Pharmacokinetics Profile of RIDR-PI-103[1]
In this initial PK study in mice, RIDR-PI-103 (20 mg/kg) was administered intraperitoneally and blood samples were collected over a period of 96 h. The concentration of 20 mg/kg was chosen based on the ability to solubilize RIDR-PI-103 in 40% propylene glycol with 60% injectable saline. The mean plasma concentration-time profile was then analyzed using Phoenix® WinNonlin® v8.2 using both a compartmental and non-compartmental analysis (NCA). As shown (Figure 7A,B), the plasma concentration-time profile fitted a one-compartment model. The key PK parameters are listed in Table 1. As shown, both methods of PK analysis yielded similar results. RIDR-PI-103 has a maximal plasma concentration (Cmax) of 201.5 ng/mL (0.43 µM), which was achieved at the time taken to reach the maximum concentration (Tmax) of 1.44 h. The elimination half-life of RIDR-PI-103 was 9.4 h (Table 2), aligning with the blood sample schedule employed (up to 96 h, approximately a period equivalent to 10 half-lives) facilitating complete characterization of the elimination profile.

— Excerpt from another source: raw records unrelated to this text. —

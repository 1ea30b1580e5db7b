pub mod backoff;
pub mod catalog;
pub mod engine;
pub mod handle;
pub mod ledger;
pub mod observer;
pub mod store;
pub mod transfer;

Based on these studies, RIDR-PI-103 has a large volume of distribution (Vd), 89 L/kg.

Cell Viability Assay[1]
Growth kinetics of fibroblasts, MCF10A, MDA-MB-231, MDA-MB-361 and MDA-MB-453 cells was determined by the 4,5-dimethylthiazol-2-yl)-2,5-diphenyltetrazolium bromide (MTT) assay. Briefly, 2 × 104 cells/well were seeded in 96 well plates in triplicate. After 72 h of treatment with RIDR-PI-103 (0–110 µM) and PI-103 (0–5 µM), media was substituted with 50 mg/mL MTT solution and absorbance was recorded at 570 nm using SPECTRAmax PLUS Microplate Spectrophotometer Plate Reader and expressed as the mean of triplicates relative to vehicle (DMSO) control together with standard error of mean (SEM). In separate experiments, MDA-MB-231, MDA-MB-361 and MDA-MB-453 cells were treated with a series of concentrations using doxorubicin in the presence or absence of RIDR-PI-103 (10–30 µM). MDA-MB-231 cells were treated with 500–5000 nM, MDA-MB-361 with 50–450 nM and MDA-MB-453 with 100–4000 nM of doxorubicin for 72 h. MDA-MB-231, MDA-MB-361 and MDA-MB-453 cells were treated with a series of concentrations using docetaxel in the presence or absence of RIDR-PI-103 (10, 15 or 30 µM). MDA-MB-231 cells were treated with 50–50,000 pM docetaxel. MDA-MB-361 cells were treated with 10–90 nM of docetaxel. MDA-MB-453 cells were subjected 50–10,000 pM of docetaxel. The cell proliferation was analyzed after 72 h and represented as mean of triplicate values relative to DMSO control. The bar graph generated using graph pad prism 7.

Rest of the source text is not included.